Masalah CEO atau Founder

Gatot menegaskan, kultur dan perilaku pimpinan, terutama CEO atau founder, merupakan penentu utama berjalannya tata kelola Mula. Pada manajemen atas menggantikan nilai integritas Di kepentingan pribadi, maka seluruh organisasi berisiko terbawa arus yang salah.

Di eFishery, CEO memanipulasi laporan keuangan Bagi menutup kerugian besar. eFishery membuat laporan keuangan versi internal dan eksternal hingga menipu puluhan investor besar Di melaporkan revenue palsu sebesar Di USD 600 juta (Rp9,7 triliun). eFishery kini Untuk proses audit forensik, Sambil Itu Gibran Huzaifah dicopot Di posisi CEO.

Di Pada Yang Sama, CEO Investree menyalurkan dana perusahaan Di rekening pribadi. Ia juga menggunakan jaminan perusahaan Bagi kepentingan lain tanpa persetujuan dewan.

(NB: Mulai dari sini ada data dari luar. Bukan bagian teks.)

//! Sponsor-student linking, allocation, and reversal.

use std::collections::BTreeMap;

use chrono::{DateTime, Utc};
use serde::{Deserialize, Serialize};

use crate::aggregates::{self, Budget};
use crate::categories::Category;
use crate::deposits;
use crate::error::CoreError;
use crate::idempotency;
use crate::ledger::{self, LedgerEntry, LedgerEntryType};
use crate::lots;
use crate::store::memory::with_gsi;
use crate::store::{Item, PutCondition, StoreAdapter};

fn sponsor_pk(sponsor_id: &str) -> String {
    format!("SPONSOR#{sponsor_id}")
}

fn student_pk(student_id: &str) -> String {
    format!("STUDENT#{student_id}")
}

fn link_sk(student_id: &str) -> String {
    format!("STUDENT_LINK#{student_id}")
}

/// Links a sponsor to a student. `ConditionFailed` (already linked) is
/// treated as success and returned idempotently, per spec §4.5.
pub async fn link_student<S: StoreAdapter>(
    store: &S,
    sponsor_id: &str,
    student_id: &str,
    now: DateTime<Utc>,
) -> crate::Result<()> {
    let item = with_gsi(
        Item::new(sponsor_pk(sponsor_id), link_sk(student_id)).with("createdAt", now.to_rfc3339()),
        "GSI2",
        student_pk(student_id),
        format!("SPON#{}#{sponsor_id}", now.timestamp_millis()),
    );
    match store.put(item, Some(PutCondition::AttributeNotExists)).await {
        Ok(()) => Ok(()),
        Err(crate::store::StoreError::ConditionFailed { .. }) => Ok(()),
        Err(e) => Err(e.into()),
    }
}

pub async fn is_linked<S: StoreAdapter>(store: &S, sponsor_id: &str, student_id: &str) -> crate::Result<bool> {
    Ok(store.get(&sponsor_pk(sponsor_id), &link_sk(student_id)).await?.is_some())
}

#[derive(Debug, Clone, Serialize, Deserialize)]
pub struct CategoryAmount {
    pub category: Category,
    pub amount_cents: i64,
}

#[derive(Debug, Clone, Serialize, Deserialize)]
pub struct BudgetSummary {
    pub category: Category,
    pub allocated_total_cents: i64,
    pub used_total_cents: i64,
}

#[derive(Debug, Clone, Serialize, Deserialize)]
pub struct AllocateResult {
    pub budgets: Vec<BudgetSummary>,
}

/// Allocates a sponsor's credit to a student across one or more categories.
pub async fn allocate<S: StoreAdapter>(
    store: &S,
    sponsor_id: &str,
    student_id: &str,
    lines: &[CategoryAmount],
    idempotency_key: Option<&str>,
    now: DateTime<Utc>,
) -> crate::Result<AllocateResult> {
    let scope = idempotency::scope("ALLOCATE", &[sponsor_id, student_id]);
    if let Some(key) = idempotency_key {
        if let Some(cached) = idempotency::lookup(store, &scope, key, now).await? {
            return serde_json::from_value(cached).map_err(|e| CoreError::Internal(e.to_string()));
        }
    }

    if lines.is_empty() {
        return Err(CoreError::BadInput("allocation must include at least one category".into()));
    }
    for line in lines {
        if line.amount_cents <= 0 {
            return Err(CoreError::BadInput("allocation amounts must be > 0".into()));
        }
    }
    if !is_linked(store, sponsor_id, student_id).await? {
        return Err(CoreError::BadInput(format!("sponsor {sponsor_id} is not linked to student {student_id}")));
    }

    let total: i64 = lines.iter().map(|l| l.amount_cents).sum();
    let balance = deposits::effective_balance(store, sponsor_id).await?;
    if balance < total {
        return Err(CoreError::InsufficientCredits { requested: total, available: balance });
    }

    aggregates::apply_allocation(store, sponsor_id, total).await?;
    aggregates::incr_sponsor_student_aggregate(store, student_id, sponsor_id, total).await?;

    let mut touched: BTreeMap<String, Category> = BTreeMap::new();
    for (i, line) in lines.iter().enumerate() {
        let category_name = line.category.canonical();
        lots::create_lot(
            store,
            student_id,
            sponsor_id,
            category_name,
            line.amount_cents,
            now.timestamp_millis() as u64 + i as u64,
        )
        .await?;

        let entry = LedgerEntry {
            entry_type: LedgerEntryType::Allocation,
            amount_cents: line.amount_cents,
            category: Some(category_name.to_string()),
            sponsor_id: Some(sponsor_id.to_string()),
            tx_id: None,
            eft_id: None,
        };
        ledger::append_entry(store, &student_pk(student_id), now.timestamp_millis() as u64 + i as u64, &entry, false)
            .await?;

        aggregates::incr_budget_allocated(store, student_id, sponsor_id, category_name, line.amount_cents).await?;
        touched.insert(category_name.to_string(), line.category);
    }

    let mut budgets = Vec::new();
    for (name, category) in touched {
        if let Some(b) = aggregates::load_budget(store, student_id, sponsor_id, &name).await? {
            budgets.push(BudgetSummary {
                category,
                allocated_total_cents: b.allocated_total_cents,
                used_total_cents: b.used_total_cents,
            });
        }
    }
    let result = AllocateResult { budgets };
    if let Some(key) = idempotency_key {
        let cached = serde_json::to_value(&result).map_err(|e| CoreError::Internal(e.to_string()))?;
        idempotency::record(store, &scope, key, &cached, idempotency::DEFAULT_TTL_DAYS, now).await;
    }
    Ok(result)
}

/// Reverses previously allocated, unused credit, LIFO, per spec §4.7.
pub async fn reverse<S: StoreAdapter>(
    store: &S,
    sponsor_id: &str,
    student_id: &str,
    lines: &[CategoryAmount],
    idempotency_key: Option<&str>,
    now: DateTime<Utc>,
) -> crate::Result<AllocateResult> {
    let scope = idempotency::scope("REVERSE", &[sponsor_id, student_id]);
    if let Some(key) = idempotency_key {
        if let Some(cached) = idempotency::lookup(store, &scope, key, now).await? {
            return serde_json::from_value(cached).map_err(|e| CoreError::Internal(e.to_string()));
        }
    }

    let mut budgets = Vec::new();
    for line in lines {
        let category_name = line.category.canonical();
        let budget = aggregates::load_budget(store, student_id, sponsor_id, category_name)
            .await?
            .unwrap_or(Budget { allocated_total_cents: 0, used_total_cents: 0 });
        let max_reducible = budget.allocated_total_cents - budget.used_total_cents;
        if max_reducible <= 0 {
            continue;
        }

        let sponsor_lots = lots::query_lots_lifo(store, student_id, category_name, sponsor_id).await?;
        let sponsor_remaining: i64 = sponsor_lots.iter().map(|l| l.remaining_cents).sum();
        let target = line.amount_cents.min(max_reducible).min(sponsor_remaining);
        if target <= 0 {
            continue;
        }

        let plan = lots::plan_consumption(&sponsor_lots, target);
        let drained = lots::apply_plan_best_effort(store, &plan).await?;
        if drained == 0 {
            continue;
        }

        aggregates::apply_reversal(store, sponsor_id, drained).await?;
        aggregates::incr_sponsor_student_aggregate(store, student_id, sponsor_id, -drained).await?;
        let updated = aggregates::incr_budget_allocated(store, student_id, sponsor_id, category_name, -drained).await?;

        let entry = LedgerEntry {
            entry_type: LedgerEntryType::Reversal,
            amount_cents: drained,
            category: Some(category_name.to_string()),
            sponsor_id: Some(sponsor_id.to_string()),
            tx_id: None,
            eft_id: None,
        };
        ledger::append_entry(store, &student_pk(student_id), now.timestamp_millis() as u64, &entry, false).await?;

        budgets.push(BudgetSummary {
            category: line.category,
            allocated_total_cents: updated.allocated_total_cents,
            used_total_cents: updated.used_total_cents,
        });
    }
    let result = AllocateResult { budgets };
    if let Some(key) = idempotency_key {
        let cached = serde_json::to_value(&result).map_err(|e| CoreError::Internal(e.to_string()))?;
        idempotency::record(store, &scope, key, &cached, idempotency::DEFAULT_TTL_DAYS, now).await;
    }
    Ok(result)
}

#[cfg(test)]
mod tests {
    use super::*;
    use crate::store::memory::MemoryStore;

    async fn funded_sponsor(store: &MemoryStore, sponsor_id: &str, amount: i64) {
        aggregates::seed_sponsor_aggregate(store, sponsor_id).await.unwrap();
        aggregates::credit_sponsor_approved(store, sponsor_id, amount).await.unwrap();
    }

    #[tokio::test]
    async fn allocate_requires_link() {
        let store = MemoryStore::new();
        funded_sponsor(&store, "s1", 100_000).await;
        let lines = vec![CategoryAmount { category: Category::Transport, amount_cents: 10_000 }];
        let err = allocate(&store, "s1", "st1", &lines, None, Utc::now()).await.unwrap_err();
        assert!(matches!(err, CoreError::BadInput(_)));
    }

    #[tokio::test]
    async fn allocate_fails_when_balance_insufficient() {
        let store = MemoryStore::new();
        funded_sponsor(&store, "s1", 10_000).await;
        link_student(&store, "s1", "st1", Utc::now()).await.unwrap();
        let lines = vec![CategoryAmount { category: Category::Transport, amount_cents: 15_000 }];
        let err = allocate(&store, "s1", "st1", &lines, None, Utc::now()).await.unwrap_err();
        assert!(matches!(err, CoreError::InsufficientCredits { requested: 15_000, available: 10_000 }));
    }

    #[tokio::test]
    async fn allocate_then_reverse_lifo() {
        let store = MemoryStore::new();
        funded_sponsor(&store, "s1", 200_000).await;
        link_student(&store, "s1", "st1", Utc::now()).await.unwrap();

        allocate(&store, "s1", "st1", &[CategoryAmount { category: Category::FoodAndGroceries, amount_cents: 10_000 }], None, Utc::now()).await.unwrap();
        allocate(&store, "s1", "st1", &[CategoryAmount { category: Category::FoodAndGroceries, amount_cents: 20_000 }], None, Utc::now()).await.unwrap();
        allocate(&store, "s1", "st1", &[CategoryAmount { category: Category::FoodAndGroceries, amount_cents: 30_000 }], None, Utc::now()).await.unwrap();

        let result = reverse(&store, "s1", "st1", &[CategoryAmount { category: Category::FoodAndGroceries, amount_cents: 25_000 }], None, Utc::now()).await.unwrap();
        assert_eq!(result.budgets[0].allocated_total_cents, 35_000);
    }

    #[tokio::test]
    async fn repeated_allocate_with_same_key_allocates_once() {
        let store = MemoryStore::new();
        funded_sponsor(&store, "s1", 100_000).await;
        link_student(&store, "s1", "st1", Utc::now()).await.unwrap();
        let lines = vec![CategoryAmount { category: Category::Transport, amount_cents: 10_000 }];
        let now = Utc::now();

        let first = allocate(&store, "s1", "st1", &lines, Some("alloc-key-1"), now).await.unwrap();
        let second = allocate(&store, "s1", "st1", &lines, Some("alloc-key-1"), now).await.unwrap();
        assert_eq!(first.budgets[0].allocated_total_cents, second.budgets[0].allocated_total_cents);

        let budget = aggregates::load_budget(&store, "st1", "s1", Category::Transport.canonical()).await.unwrap().unwrap();
        assert_eq!(budget.allocated_total_cents, 10_000);
    }
}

Lisensi Investree kini sudah dicabut Otoritas Jasa Keuangan (OJK), tetapi CEO Investree Adrian Gunadi masih menjadi buron OJK.

Sedangkan manajemen atas Crowde diduga membuat pinjaman fiktif atas nama petani, lalu mengalirkannya dana Di saku sendiri.

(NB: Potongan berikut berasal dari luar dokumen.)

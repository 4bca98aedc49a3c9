//! Allocation lots: per (student, category) slices of a sponsor's credit,
//! the unit of FIFO consumption by spends and LIFO consumption by reversal.

use uuid::Uuid;

use crate::aggregates::student_pk;
use crate::store::{Item, QueryOpts, StoreAdapter, UpdateCondition, UpdateExpr, WriteOp};

#[derive(Debug, Clone)]
pub struct AllocationLot {
    pub student_id: String,
    pub sk: String,
    pub category: String,
    pub sponsor_id: String,
    pub amount_cents: i64,
    pub remaining_cents: i64,
}

impl AllocationLot {
    fn from_item(student_id: &str, category: &str, item: &Item) -> Self {
        Self {
            student_id: student_id.to_string(),
            sk: item.sk.clone(),
            category: category.to_string(),
            sponsor_id: item.get_str("sponsorId").unwrap_or_default().to_string(),
            amount_cents: item.get_i64("amount_cents").unwrap_or(0),
            remaining_cents: item.get_i64("remaining_cents").unwrap_or(0),
        }
    }
}

fn lot_prefix(category: &str) -> String {
    format!("ALLOT#{category}#")
}

fn lot_sort_key(category: &str, epoch_ms: u64) -> String {
    format!("ALLOT#{category}#{epoch_ms:013}#{}", Uuid::new_v4())
}

pub async fn create_lot<S: StoreAdapter>(
    store: &S,
    student_id: &str,
    sponsor_id: &str,
    category: &str,
    amount_cents: i64,
    epoch_ms: u64,
) -> crate::Result<AllocationLot> {
    let sk = lot_sort_key(category, epoch_ms);
    let item = Item::new(student_pk(student_id), sk.clone())
        .with("sponsorId", sponsor_id)
        .with("amount_cents", amount_cents)
        .with("remaining_cents", amount_cents);
    store.put(item, None).await?;
    Ok(AllocationLot {
        student_id: student_id.to_string(),
        sk,
        category: category.to_string(),
        sponsor_id: sponsor_id.to_string(),
        amount_cents,
        remaining_cents: amount_cents,
    })
}

async fn query_lots<S: StoreAdapter>(
    store: &S,
    student_id: &str,
    category: &str,
    forward: bool,
) -> crate::Result<Vec<AllocationLot>> {
    let page = store
        .query(
            &student_pk(student_id),
            &lot_prefix(category),
            QueryOpts { forward, limit: None, cursor: None },
        )
        .await?;
    Ok(page
        .items
        .iter()
        .map(|i| AllocationLot::from_item(student_id, category, i))
        .collect())
}

/// Ascending by creation time (spend confirmation order).
pub async fn query_lots_fifo<S: StoreAdapter>(
    store: &S,
    student_id: &str,
    category: &str,
) -> crate::Result<Vec<AllocationLot>> {
    query_lots(store, student_id, category, true).await
}

/// Descending by creation time, filtered to one sponsor's remaining lots
/// (reversal order).
pub async fn query_lots_lifo<S: StoreAdapter>(
    store: &S,
    student_id: &str,
    category: &str,
    sponsor_id: &str,
) -> crate::Result<Vec<AllocationLot>> {
    let mut lots = query_lots(store, student_id, category, false).await?;
    lots.retain(|l| l.sponsor_id == sponsor_id && l.remaining_cents > 0);
    Ok(lots)
}

/// Greedily plan consumption against an ordered lot list, taking from each
/// until `amount_cents` is satisfied or lots run out. Does not write
/// anything; callers either stage the result into a transactional batch
/// (confirm) or apply it immediately lot by lot (reversal).
pub fn plan_consumption(lots: &[AllocationLot], amount_cents: i64) -> Vec<(AllocationLot, i64)> {
    let mut remaining = amount_cents;
    let mut plan = Vec::new();
    for lot in lots {
        if remaining <= 0 {
            break;
        }
        if lot.remaining_cents <= 0 {
            continue;
        }
        let take = remaining.min(lot.remaining_cents);
        plan.push((lot.clone(), take));
        remaining -= take;
    }
    plan
}

/// Sum of `take` across a plan, the amount that will actually be consumed,
/// which may be less than requested if lots run dry.
pub fn plan_total(plan: &[(AllocationLot, i64)]) -> i64 {
    plan.iter().map(|(_, take)| take).sum()
}

pub fn decrement_write_op(lot: &AllocationLot, take: i64) -> WriteOp {
    WriteOp::Update {
        pk: student_pk(&lot.student_id),
        sk: lot.sk.clone(),
        expr: vec![UpdateExpr::Incr { field: "remaining_cents".into(), by: -take }],
        condition: Some(UpdateCondition::FieldAtLeast {
            field: "remaining_cents".into(),
            minimum: take,
        }),
    }
}

/// Apply a consumption plan immediately, lot by lot, skipping any lot whose
/// conditional decrement fails (another writer drained it first). Returns
/// the amount actually drained. Used by reversal, which is not staged into
/// a single atomic batch per spec §4.7.
pub async fn apply_plan_best_effort<S: StoreAdapter>(
    store: &S,
    plan: &[(AllocationLot, i64)],
) -> crate::Result<i64> {
    let mut drained = 0i64;
    for (lot, take) in plan {
        let result = store
            .update(
                &student_pk(&lot.student_id),
                &lot.sk,
                vec![UpdateExpr::Incr { field: "remaining_cents".into(), by: -take }],
                Some(UpdateCondition::FieldAtLeast {
                    field: "remaining_cents".into(),
                    minimum: *take,
                }),
            )
            .await;
        match result {
            Ok(_) => drained += take,
            Err(crate::store::StoreError::ConditionFailed { .. }) => continue,
            Err(e) => return Err(e.into()),
        }
    }
    Ok(drained)
}

#[cfg(test)]
mod tests {
    use super::*;
    use crate::store::memory::MemoryStore;

    #[tokio::test]
    async fn fifo_order_matches_creation_order() {
        let store = MemoryStore::new();
        create_lot(&store, "st1", "s1", "Food", 10_000, 1_000).await.unwrap();
        create_lot(&store, "st1", "s1", "Food", 20_000, 2_000).await.unwrap();
        create_lot(&store, "st1", "s1", "Food", 30_000, 3_000).await.unwrap();

        let lots = query_lots_fifo(&store, "st1", "Food").await.unwrap();
        let amounts: Vec<i64> = lots.iter().map(|l| l.amount_cents).collect();
        assert_eq!(amounts, vec![10_000, 20_000, 30_000]);
    }

    #[tokio::test]
    async fn lifo_reversal_drains_most_recent_lot_first() {
        let store = MemoryStore::new();
        create_lot(&store, "st1", "s1", "Food", 10_000, 1_000).await.unwrap();
        create_lot(&store, "st1", "s1", "Food", 20_000, 2_000).await.unwrap();
        create_lot(&store, "st1", "s1", "Food", 30_000, 3_000).await.unwrap();

        let lots = query_lots_lifo(&store, "st1", "Food", "s1").await.unwrap();
        let plan = plan_consumption(&lots, 25_000);
        let drained = apply_plan_best_effort(&store, &plan).await.unwrap();
        assert_eq!(drained, 25_000);

        let remaining = query_lots_fifo(&store, "st1", "Food").await.unwrap();
        let by_amount: Vec<(i64, i64)> = remaining
            .iter()
            .map(|l| (l.amount_cents, l.remaining_cents))
            .collect();
        assert_eq!(by_amount, vec![(10_000, 10_000), (20_000, 20_000), (30_000, 5_000)]);
    }

    #[tokio::test]
    async fn fifo_confirm_consumes_oldest_lot_first() {
        let store = MemoryStore::new();
        create_lot(&store, "st1", "s1", "Food", 10_000, 1_000).await.unwrap();
        create_lot(&store, "st1", "s1", "Food", 20_000, 2_000).await.unwrap();

        let lots = query_lots_fifo(&store, "st1", "Food").await.unwrap();
        let plan = plan_consumption(&lots, 15_000);
        assert_eq!(plan_total(&plan), 15_000);
        assert_eq!(plan[0].1, 10_000);
        assert_eq!(plan[1].1, 5_000);
    }
}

J Trust Bank melaporkan dugaan fraud manajemen atas Crowde Di kepolisian, Di lain menyeret nama CEO Yohanes Sugihtononugroho, Direktur Utama Andrew Yeremia PL Tobing, Direktur Noviani Suryawidjaja, Business Analyst Denisha Elmoiselle Munaf, dan dua orang komisaris. Di Pada Yang Sama, pihak Crowde Melewati kuasa hukum Berkata sudah menyalurkan dana Di petani lewat escrow account.

Segitiga Fraud

Di sisi lain, Gatot tak menampik tekanan Kemajuan Mula juga memicu petingginya melakukan kecurangan. Terlebih, jika ada celah seperti struktur Mula yang ramping dan kurangnya audit internal.

Ia mencontohkan, Di anak usaha KoinWorks, satu peminjam berhasil Memikat Rp 365 miliar lewat 279 identitas palsu akibat verifikasi identitas yang longgar.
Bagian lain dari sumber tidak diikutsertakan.